//! Content-addressed blob store on local disk.
//!
//! Blobs live at `<prefix>/<vault_id>/<hash[0:2]>/<hash[2:4]>/<hash[4:]>`.
//! Readers and writers are plain async file streams; chunking is the
//! caller's concern, and partial writes are left in place for the purger
//! to reclaim via the pending-upload table.

use std::io::ErrorKind;
use std::path::{Path, PathBuf};

use tokio::fs::{self, File};

use crate::error::{Error, Result};

#[derive(Debug, Clone)]
pub struct BlobStore {
    prefix: PathBuf,
}

/// Whether a client-supplied hash is safe to use as a blob address:
/// lowercase hex, long enough to split into path segments.
pub fn is_content_hash(hash: &str) -> bool {
    hash.len() > 4 && hash.bytes().all(|b| matches!(b, b'0'..=b'9' | b'a'..=b'f'))
}

impl BlobStore {
    pub fn new(prefix: impl AsRef<Path>) -> Self {
        Self {
            prefix: prefix.as_ref().to_path_buf(),
        }
    }

    pub fn vault_dir(&self, vault_id: i64) -> PathBuf {
        self.prefix.join(vault_id.to_string())
    }

    /// Resolved on-disk path of a blob. Fails on hashes that cannot
    /// address one, so a bad hash can never panic the path split or
    /// escape the prefix.
    pub fn path_of(&self, vault_id: i64, hash: &str) -> Result<PathBuf> {
        if !is_content_hash(hash) {
            return Err(Error::validation(format!("malformed content hash: {hash}")));
        }
        Ok(self
            .vault_dir(vault_id)
            .join(&hash[..2])
            .join(&hash[2..4])
            .join(&hash[4..]))
    }

    pub async fn open_read(&self, vault_id: i64, hash: &str) -> Result<File> {
        Ok(File::open(self.path_of(vault_id, hash)?).await?)
    }

    /// Opens a blob for writing, creating intermediate directories.
    /// Truncates any previous content at the same address.
    pub async fn open_write(&self, vault_id: i64, hash: &str) -> Result<File> {
        let path = self.path_of(vault_id, hash)?;
        if let Some(parent) = path.parent() {
            fs::create_dir_all(parent).await?;
        }
        Ok(File::create(path).await?)
    }

    pub async fn remove(&self, vault_id: i64, hash: &str) -> Result<()> {
        match fs::remove_file(self.path_of(vault_id, hash)?).await {
            Err(err) if err.kind() != ErrorKind::NotFound => Err(err.into()),
            _ => Ok(()),
        }
    }

    /// Removes every blob of a vault. Missing directories are fine.
    pub async fn remove_vault_dir(&self, vault_id: i64) -> Result<()> {
        match fs::remove_dir_all(self.vault_dir(vault_id)).await {
            Err(err) if err.kind() != ErrorKind::NotFound => Err(err.into()),
            _ => Ok(()),
        }
    }
}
=====
Problem — If a line in the material above contains the word "PathBuf", it counts; give only the number of such lines.

Answer below — 4